_PROBLEM TO WORK ON_
Go through the entries below. Copy out every line that contains "covered".

Records from a dataset:
--------------------------------------------------
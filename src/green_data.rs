//! The queryable daily-aggregate view.
//!
//! [`GreenData`] wraps the table produced by daily aggregation: one row
//! per civil day, ascending, unique day keys. Views are values — a range
//! query returns a new independent view over a filtered copy, and the
//! parent is never touched.

use chrono::NaiveDate;
use serde::{Deserialize, Serialize};
use thiserror::Error;

use crate::classify::TouTier;
use crate::daily::types::{DailyRow, TierAmount, TierMap};

/// A range query failed validation.
#[derive(Debug, Clone, PartialEq, Eq, Error)]
pub enum RangeError {
    /// Range start is after range end.
    #[error("range start {start} is after range end {end}")]
    InvalidRange { start: NaiveDate, end: NaiveDate },
    /// Requested range reaches outside the view's covered span (which is
    /// empty for a view with no rows).
    #[error("requested range {start} to {end} is outside the covered span")]
    OutOfBounds { start: NaiveDate, end: NaiveDate },
}

/// One serialized daily-aggregate record.
///
/// Wire shape of a [`DailyRow`]: the six tier fields under their
/// historical names plus the derived totals, day rendered as an ISO date
/// string. `total`/`totalCost` are included for consumers but recomputed
/// from the tier fields when a record is loaded back.
#[derive(Debug, Clone, PartialEq, Serialize, Deserialize)]
#[serde(rename_all = "camelCase")]
pub struct DailyRecord {
    pub day: NaiveDate,
    pub on_peak: f64,
    pub mid_peak: f64,
    pub off_peak: f64,
    pub on_cost: f64,
    pub mid_cost: f64,
    pub off_cost: f64,
    pub total: f64,
    pub total_cost: f64,
}

impl From<&DailyRow> for DailyRecord {
    fn from(row: &DailyRow) -> Self {
        DailyRecord {
            day: row.day,
            on_peak: row.tiers[TouTier::OnPeak].energy,
            mid_peak: row.tiers[TouTier::MidPeak].energy,
            off_peak: row.tiers[TouTier::OffPeak].energy,
            on_cost: row.tiers[TouTier::OnPeak].cost,
            mid_cost: row.tiers[TouTier::MidPeak].cost,
            off_cost: row.tiers[TouTier::OffPeak].cost,
            total: row.total_energy(),
            total_cost: row.total_cost(),
        }
    }
}

impl From<DailyRecord> for DailyRow {
    fn from(record: DailyRecord) -> Self {
        let mut tiers = TierMap::default();
        tiers[TouTier::OnPeak] = TierAmount {
            energy: record.on_peak,
            cost: record.on_cost,
        };
        tiers[TouTier::MidPeak] = TierAmount {
            energy: record.mid_peak,
            cost: record.mid_cost,
        };
        tiers[TouTier::OffPeak] = TierAmount {
            energy: record.off_peak,
            cost: record.off_cost,
        };
        DailyRow {
            day: record.day,
            tiers,
        }
    }
}

/// Immutable view over the daily-aggregate table.
#[derive(Debug, Clone, PartialEq)]
pub struct GreenData {
    rows: Vec<DailyRow>,
}

impl GreenData {
    /// Wraps aggregated rows, ordering them by day ascending.
    pub fn new(mut rows: Vec<DailyRow>) -> Self {
        rows.sort_by_key(|r| r.day);
        GreenData { rows }
    }

    pub fn rows(&self) -> &[DailyRow] {
        &self.rows
    }

    pub fn len(&self) -> usize {
        self.rows.len()
    }

    pub fn is_empty(&self) -> bool {
        self.rows.is_empty()
    }

    /// First day key of the table, `None` when the table is empty.
    pub fn start_date(&self) -> Option<NaiveDate> {
        self.rows.first().map(|r| r.day)
    }

    /// Last day key of the table, `None` when the table is empty.
    pub fn end_date(&self) -> Option<NaiveDate> {
        self.rows.last().map(|r| r.day)
    }

    /// Inclusive date-range subset as a new independent view.
    ///
    /// The result's own bounds are recomputed from the surviving rows, not
    /// copied from the request — a requested range may span day keys that
    /// were filtered out as incomplete, so the covered range can come back
    /// narrower than asked for.
    ///
    /// # Errors
    ///
    /// [`RangeError::InvalidRange`] when `start > end`;
    /// [`RangeError::OutOfBounds`] when the request reaches before the
    /// view's first day or past its last day, including every request
    /// against an empty view.
    pub fn range(&self, start: NaiveDate, end: NaiveDate) -> Result<GreenData, RangeError> {
        if start > end {
            return Err(RangeError::InvalidRange { start, end });
        }

        let (Some(view_start), Some(view_end)) = (self.start_date(), self.end_date()) else {
            return Err(RangeError::OutOfBounds { start, end });
        };
        if start < view_start || end > view_end {
            return Err(RangeError::OutOfBounds { start, end });
        }

        let rows = self
            .rows
            .iter()
            .copied()
            .filter(|r| r.day >= start && r.day <= end)
            .collect();
        Ok(GreenData { rows })
    }

    /// Record-oriented representation, one record per row.
    pub fn to_records(&self) -> Vec<DailyRecord> {
        self.rows.iter().map(DailyRecord::from).collect()
    }

    /// Serializes the table as a JSON array of records.
    pub fn to_json(&self) -> serde_json::Result<String> {
        serde_json::to_string(&self.to_records())
    }

    /// Rebuilds a view from serialized records. Derived totals and the
    /// view bounds are recomputed, not trusted from the input.
    pub fn from_records(records: Vec<DailyRecord>) -> Self {
        GreenData::new(records.into_iter().map(DailyRow::from).collect())
    }

    /// Loads a view from the JSON produced by [`GreenData::to_json`].
    pub fn from_json(json: &str) -> serde_json::Result<Self> {
        Ok(GreenData::from_records(serde_json::from_str(json)?))
    }
}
--------------------------------------------------
_EXPECTED ANSWER_
    /// Requested range reaches outside the view's covered span (which is
    #[error("requested range {start} to {end} is outside the covered span")]
    /// were filtered out as incomplete, so the covered range can come back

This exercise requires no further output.